Dr. Razeghinejad adds that the range of corneal complications with tube shunts is much greater than with trabeculectomy. “When we do a tube shunt, we need to consider the long-term complications,” he explains. “If you do a tube shunt on a 45-year-old patient and see the patient for four years, you may not see a problem in the cornea. But if you follow that patient for 15 years, the cornea may eventually fail and the patient may need a corneal transplant. On the other hand, if you do a trabeculectomy and it works for 10 years, the likelihood of needing a corneal transplant is very low.”

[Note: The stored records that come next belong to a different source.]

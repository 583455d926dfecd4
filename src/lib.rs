pub mod audio;
pub mod config;
pub mod error;
pub mod events;
pub mod logging;
pub mod models;
pub mod player;
pub mod stream;


pub use config::PlayerConfig;
pub use error::*;
pub use events::{EventBus, PlayerEvent};
pub use logging::StreamLogger;
pub use models::*;
pub use player::ChunkedPlayer;
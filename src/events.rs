use log::trace;
use serde::Serialize;
use tokio::sync::broadcast;

use crate::stream::performance::PerformanceStats;

/// Everything the player reports to its host
#[derive(Debug, Clone, PartialEq, Serialize)]
#[serde(tag = "type", rename_all = "camelCase")]
pub enum PlayerEvent {
    SongLoaded {
        url: String,
        duration: f64,
        total_chunks: usize,
    },
    ChunkLoaded {
        chunk_index: usize,
        size: usize,
    },
    ChunkError {
        chunk_index: usize,
        error: String,
    },
    BufferHealth {
        health: u8,
        chunks_ahead: usize,
    },
    Play,
    Pause,
    Stop,
    Seek {
        time: f64,
    },
    #[serde(rename = "timeupdate")]
    TimeUpdate {
        current_time: f64,
        duration: f64,
        progress: f64,
    },
    Ended,
    #[serde(rename = "volumechange")]
    VolumeChange {
        volume: f32,
    },
    PerformanceStats(PerformanceStats),
    /// A track load or playback start failed
    Error {
        message: String,
    },
}

impl PlayerEvent {
    /// Event name as used on the wire
    pub fn name(&self) -> &'static str {
        match self {
            PlayerEvent::SongLoaded { .. } => "songLoaded",
            PlayerEvent::ChunkLoaded { .. } => "chunkLoaded",
            PlayerEvent::ChunkError { .. } => "chunkError",
            PlayerEvent::BufferHealth { .. } => "bufferHealth",
            PlayerEvent::Play => "play",
            PlayerEvent::Pause => "pause",
            PlayerEvent::Stop => "stop",
            PlayerEvent::Seek { .. } => "seek",
            PlayerEvent::TimeUpdate { .. } => "timeupdate",
            PlayerEvent::Ended => "ended",
            PlayerEvent::VolumeChange { .. } => "volumechange",
            PlayerEvent::PerformanceStats(_) => "performanceStats",
            PlayerEvent::Error { .. } => "error",
        }
    }
}

/// Fan-out of player events; slow subscribers lag rather than block the
/// player
#[derive(Debug, Clone)]
pub struct EventBus {
    sender: broadcast::Sender<PlayerEvent>,
}

impl EventBus {
    pub fn new(capacity: usize) -> Self {
        let (sender, _) = broadcast::channel(capacity.max(1));
        Self { sender }
    }

    pub fn emit(&self, event: PlayerEvent) {
        trace!("event {}", event.name());
        // No subscribers is not an error
        let _ = self.sender.send(event);
    }

    pub fn subscribe(&self) -> broadcast::Receiver<PlayerEvent> {
        self.sender.subscribe()
    }

    pub fn subscriber_count(&self) -> usize {
        self.sender.receiver_count()
    }
}
use std::collections::{BTreeMap, HashMap};
use std::sync::{Mutex, MutexGuard};

use tokio::sync::watch;

use crate::error::ChunkError;
use crate::models::Chunk;

pub type LoadResult = Result<Chunk, ChunkError>;

/// Receiver side of an in-flight load; resolves to `Some` exactly once
pub type LoadWatch = watch::Receiver<Option<LoadResult>>;

/// Outcome of asking the store for a chunk
pub enum Claim {
    /// Already decoded and resident
    Resident(Chunk),
    /// Another caller is loading it; wait on the receiver
    Pending(LoadWatch),
    /// Caller now owns the load and must publish through `complete`
    Owner {
        epoch: u64,
        sender: watch::Sender<Option<LoadResult>>,
        receiver: LoadWatch,
    },
}

#[derive(Default)]
struct StoreInner {
    epoch: u64,
    chunks: BTreeMap<usize, Chunk>,
    in_flight: HashMap<usize, LoadWatch>,
}

/// Resident chunks of one track plus the loads currently in flight.
///
/// `clear` bumps the epoch; loads that started before it are discarded when
/// they complete.
#[derive(Default)]
pub struct ChunkStore {
    inner: Mutex<StoreInner>,
}

impl ChunkStore {
    pub fn new() -> Self {
        Self::default()
    }

    fn lock(&self) -> MutexGuard<'_, StoreInner> {
        self.inner.lock().unwrap_or_else(|poisoned| poisoned.into_inner())
    }

    pub fn epoch(&self) -> u64 {
        self.lock().epoch
    }

    pub fn has(&self, index: usize) -> bool {
        self.lock().chunks.contains_key(&index)
    }

    pub fn get(&self, index: usize) -> Option<Chunk> {
        self.lock().chunks.get(&index).cloned()
    }

    pub fn put(&self, chunk: Chunk) {
        self.lock().chunks.insert(chunk.index, chunk);
    }

    pub fn evict(&self, index: usize) -> Option<Chunk> {
        self.lock().chunks.remove(&index)
    }

    /// Evict every chunk outside `first..=last`; returns how many went
    pub fn evict_outside(&self, first: usize, last: usize) -> usize {
        let mut inner = self.lock();
        let before = inner.chunks.len();
        inner.chunks.retain(|&index, _| index >= first && index <= last);
        before - inner.chunks.len()
    }

    /// Drop all chunks and forget in-flight loads
    pub fn clear(&self) {
        let mut inner = self.lock();
        inner.epoch += 1;
        inner.chunks.clear();
        inner.in_flight.clear();
    }

    pub fn is_loading(&self, index: usize) -> bool {
        self.lock().in_flight.contains_key(&index)
    }

    pub fn loading_count(&self) -> usize {
        self.lock().in_flight.len()
    }

    pub fn len(&self) -> usize {
        self.lock().chunks.len()
    }

    pub fn is_empty(&self) -> bool {
        self.lock().chunks.is_empty()
    }

    /// Sorted indices of resident chunks
    pub fn resident_indices(&self) -> Vec<usize> {
        self.lock().chunks.keys().copied().collect()
    }

    /// Decoded bytes held by resident chunks
    pub fn memory_bytes(&self) -> u64 {
        self.lock().chunks.values().map(|c| c.buffer.byte_len() as u64).sum()
    }

    /// Raw payload bytes of resident chunks
    pub fn payload_bytes(&self) -> u64 {
        self.lock().chunks.values().map(|c| c.size_bytes as u64).sum()
    }

    /// Resident chunk, shared in-flight load, or ownership of a new load
    pub fn claim(&self, index: usize) -> Claim {
        let mut inner = self.lock();
        if let Some(chunk) = inner.chunks.get(&index) {
            return Claim::Resident(chunk.clone());
        }
        if let Some(receiver) = inner.in_flight.get(&index) {
            return Claim::Pending(receiver.clone());
        }
        let (sender, receiver) = watch::channel(None);
        inner.in_flight.insert(index, receiver.clone());
        Claim::Owner {
            epoch: inner.epoch,
            sender,
            receiver,
        }
    }

    /// Finish a load started under `epoch`. The chunk is stored only if no
    /// `clear` happened since; returns whether it was stored.
    pub fn complete(&self, epoch: u64, index: usize, result: &LoadResult) -> bool {
        let mut inner = self.lock();
        if inner.epoch != epoch {
            return false;
        }
        inner.in_flight.remove(&index);
        match result {
            Ok(chunk) => {
                inner.chunks.insert(index, chunk.clone());
                true
            }
            Err(_) => false,
        }
    }
}

/// Wait for an in-flight load to publish its result
pub async fn wait_for_load(mut receiver: LoadWatch, index: usize) -> LoadResult {
    match receiver.wait_for(|result| result.is_some()).await {
        Ok(result) => result.clone().unwrap_or(Err(ChunkError::Superseded { index })),
        Err(_) => Err(ChunkError::Superseded { index }),
    }
}
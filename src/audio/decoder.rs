use std::io::Cursor;

use log::{debug, trace};
use symphonia::core::audio::SampleBuffer;
use symphonia::core::codecs::{DecoderOptions, CODEC_TYPE_NULL};
use symphonia::core::errors::Error as SymphoniaError;
use symphonia::core::formats::FormatOptions;
use symphonia::core::io::MediaSourceStream;
use symphonia::core::meta::MetadataOptions;
use symphonia::core::probe::Hint;

use crate::audio::ChunkDecoder;
use crate::error::DecodeError;
use crate::models::AudioBuffer;

/// Decodes in-memory payloads (whole files or byte ranges) with symphonia
#[derive(Debug, Default, Clone, Copy)]
pub struct SymphoniaDecoder;

impl SymphoniaDecoder {
    pub fn new() -> Self {
        Self
    }
}

impl ChunkDecoder for SymphoniaDecoder {
    fn decode(&self, payload: Vec<u8>, extension: Option<&str>) -> Result<AudioBuffer, DecodeError> {
        if payload.is_empty() {
            return Err(DecodeError::Empty);
        }

        let media_source = MediaSourceStream::new(Box::new(Cursor::new(payload)), Default::default());

        let mut hint = Hint::new();
        if let Some(ext) = extension {
            hint.with_extension(ext);
        }

        let probed = symphonia::default::get_probe()
            .format(&hint, media_source, &FormatOptions::default(), &MetadataOptions::default())
            .map_err(|e| DecodeError::UnsupportedFormat {
                format: format!("{} ({})", extension.unwrap_or("unknown"), e),
            })?;
        let mut format_reader = probed.format;

        let track = format_reader
            .tracks()
            .iter()
            .find(|t| t.codec_params.codec != CODEC_TYPE_NULL)
            .ok_or_else(|| DecodeError::UnsupportedFormat {
                format: "no decodable audio track".to_string(),
            })?;
        let track_id = track.id;

        let mut decoder = symphonia::default::get_codecs()
            .make(&track.codec_params, &DecoderOptions::default())
            .map_err(|e| DecodeError::DecodeFailed(format!("Failed to create decoder: {}", e)))?;

        let mut samples: Vec<f32> = Vec::new();
        let mut channels = track.codec_params.channels.map(|c| c.count() as u16).unwrap_or(0);
        let mut sample_rate = track.codec_params.sample_rate.unwrap_or(0);
        let mut sample_buf: Option<SampleBuffer<f32>> = None;

        loop {
            let packet = match format_reader.next_packet() {
                Ok(packet) => packet,
                Err(SymphoniaError::IoError(ref err)) if err.kind() == std::io::ErrorKind::UnexpectedEof => {
                    break;
                }
                Err(SymphoniaError::ResetRequired) => break,
                Err(err) => {
                    // A truncated range usually ends mid-packet
                    debug!("Stopping decode at unreadable packet: {}", err);
                    break;
                }
            };

            if packet.track_id() != track_id {
                continue;
            }

            match decoder.decode(&packet) {
                Ok(decoded) => {
                    let spec = *decoded.spec();
                    channels = spec.channels.count() as u16;
                    sample_rate = spec.rate;

                    let buf = sample_buf.get_or_insert_with(|| {
                        SampleBuffer::<f32>::new(decoded.capacity() as u64, spec)
                    });
                    if buf.capacity() < decoded.capacity() * spec.channels.count() {
                        *buf = SampleBuffer::<f32>::new(decoded.capacity() as u64, spec);
                    }
                    buf.copy_interleaved_ref(decoded);
                    samples.extend_from_slice(buf.samples());
                }
                Err(SymphoniaError::DecodeError(err)) => {
                    // Range payloads can start mid-frame; skip until the stream resyncs
                    trace!("Skipping undecodable packet: {}", err);
                }
                Err(err) => return Err(DecodeError::DecodeFailed(err.to_string())),
            }
        }

        if samples.is_empty() || channels == 0 || sample_rate == 0 {
            return Err(DecodeError::Empty);
        }

        Ok(AudioBuffer::from_samples(samples, channels, sample_rate))
    }
}

#[cfg(test)]
mod tests {
    use super::*;

    /// Minimal 16-bit PCM WAV file
    fn wav_bytes(samples: &[i16], channels: u16, sample_rate: u32) -> Vec<u8> {
        let data_len = (samples.len() * 2) as u32;
        let byte_rate = sample_rate * channels as u32 * 2;
        let mut out = Vec::with_capacity(44 + data_len as usize);
        out.extend_from_slice(b"RIFF");
        out.extend_from_slice(&(36 + data_len).to_le_bytes());
        out.extend_from_slice(b"WAVE");
        out.extend_from_slice(b"fmt ");
        out.extend_from_slice(&16u32.to_le_bytes());
        out.extend_from_slice(&1u16.to_le_bytes());
        out.extend_from_slice(&channels.to_le_bytes());
        out.extend_from_slice(&sample_rate.to_le_bytes());
        out.extend_from_slice(&byte_rate.to_le_bytes());
        out.extend_from_slice(&(channels * 2).to_le_bytes());
        out.extend_from_slice(&16u16.to_le_bytes());
        out.extend_from_slice(b"data");
        out.extend_from_slice(&data_len.to_le_bytes());
        for s in samples {
            out.extend_from_slice(&s.to_le_bytes());
        }
        out
    }

    #[test]
    fn test_decode_wav_payload() {
        let pcm: Vec<i16> = (0..8000).map(|n| ((n % 100) as i16 - 50) * 100).collect();
        let decoder = SymphoniaDecoder::new();

        let buffer = decoder.decode(wav_bytes(&pcm, 1, 8000), Some("wav")).unwrap();
        assert_eq!(buffer.channels, 1);
        assert_eq!(buffer.sample_rate, 8000);
        assert_eq!(buffer.frames, 8000);
        assert!((buffer.duration_secs() - 1.0).abs() < 1e-9);
        assert!((buffer.samples[0] - (-5000.0 / 32768.0)).abs() < 1e-4);
    }

    #[test]
    fn test_decode_stereo_is_interleaved() {
        let pcm: Vec<i16> = (0..400).map(|n| if n % 2 == 0 { 1000 } else { -1000 }).collect();
        let buffer = SymphoniaDecoder::new().decode(wav_bytes(&pcm, 2, 44_100), None).unwrap();

        assert_eq!(buffer.channels, 2);
        assert_eq!(buffer.frames, 200);
        assert!(buffer.samples[0] > 0.0);
        assert!(buffer.samples[1] < 0.0);
    }

    #[test]
    fn test_empty_payload() {
        assert!(matches!(SymphoniaDecoder::new().decode(Vec::new(), Some("mp3")), Err(DecodeError::Empty)));
    }

    #[test]
    fn test_garbage_payload_is_rejected() {
        let garbage = vec![0x5au8; 4096];
        assert!(SymphoniaDecoder::new().decode(garbage, Some("ogg")).is_err());
    }
}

Dr. Razeghinejad notes that the reason for this longer-term risk with tube shunts isn’t completely clear. “We understand why the cornea is at risk if the tube is touching the cornea,” he says. “But in those patients where the tube isn’t touching the cornea, we still see endothelial cell loss. It may be just because we’re leaving a foreign body inside the anterior chamber. However, some people hypothesize that the convection inside the anterior chamber changes when you have a tube in there. It’s believed that the aqueous produced by the ciliary body goes through the pupil and then flows downward to the inferior angle and then up to the superior angle. When we place a tube in the superior angle, the aqueous that’s produced by the ciliary processes passes through the pupil and then goes directly into the tube. This change in the aqueous convection may have a negative impact on the corneal endothelial cells. This is just a hypothesis, but it seems reasonable.”
Dr. Iwach is a consultant to Ivantis and New World Medical and is on the speaker’s bureau for Bausch + Lomb and New World Medical. Dr. Singh is a consultant for Alcon, Allergan, Santen, Sight Sciences, Glaukos and Ivantis. Drs. Moster and Razeghinejad report no relevant financial disclosures.